Portanto, esses esforços de modelagem e os outros esforços de modelagem mencionados neste segmento são importantes para avaliar se o projeto pode funcionar ou não. Não é possível realizar experimentos em escala ecológica, pois isso não seria um experimento, mas sim a liberação real. Assim, é importante obter algumas medidas de parâmetros e ter uma compreensão de como as coisas funcionam no modelo, a fim de ter uma ideia se o projeto vai ou não funcionar.

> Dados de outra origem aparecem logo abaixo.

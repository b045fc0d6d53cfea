use jenkin_infrastructure::repositories::SqliteLogStore;
use sqlx::SqlitePool;
use std::sync::Arc;

pub struct Repositories {
    pub log_store: Arc<SqliteLogStore>,
}

impl Repositories {
    pub fn new(pool: SqlitePool) -> Self {
        Self {
            log_store: Arc::new(SqliteLogStore::new(pool)),
        }
    }
}
pub mod web;

pub use web::start_web_server;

Além disso, é importante que os esforços de modelagem forneçam recomendações aos biólogos moleculares sobre quais parâmetros devem ser medidos, quais parâmetros são importantes para medir e, quando os estiverem medindo, que tipo de valores são relevantes para o sucesso do projeto.
Veja a transcrição completa e aceda a milhares de vídeos científicos
Charles Taylor e John Marshall discutem a importância da modelagem matemática na avaliação da eficácia de estratégias de substituição populacional em mosquitos. Eles destacam como os modelos computacionais podem fornecer informações sobre a dinâmica populacional e as implicações do lançamento de mosquitos geneticamente modificados.
A modelagem matemática de estratégias de substituição populacional é essencial para reduzir riscos em intervenções ecológicas que envolvem mosquitos geneticamente modificados. Esses modelos computacionais permitem que equipes de P&D prevejam o fluxo gênico, a dinâmica populacional e a disseminação de elementos transponíveis em sistemas ecológicos complexos, apoiando decisões informadas sobre prosseguir ou não com a implementação em campo. Essa abordagem é fundamental para a priorização de portfólios e o gerenciamento de riscos em pipelines de inovação para o controle de vetores.
A modelagem matemática integra-se desde a descoberta inicial até a avaliação pré-clínica de riscos, orientando tanto o delineamento experimental quanto o desenvolvimento de políticas para a liberação de organismos geneticamente modificados.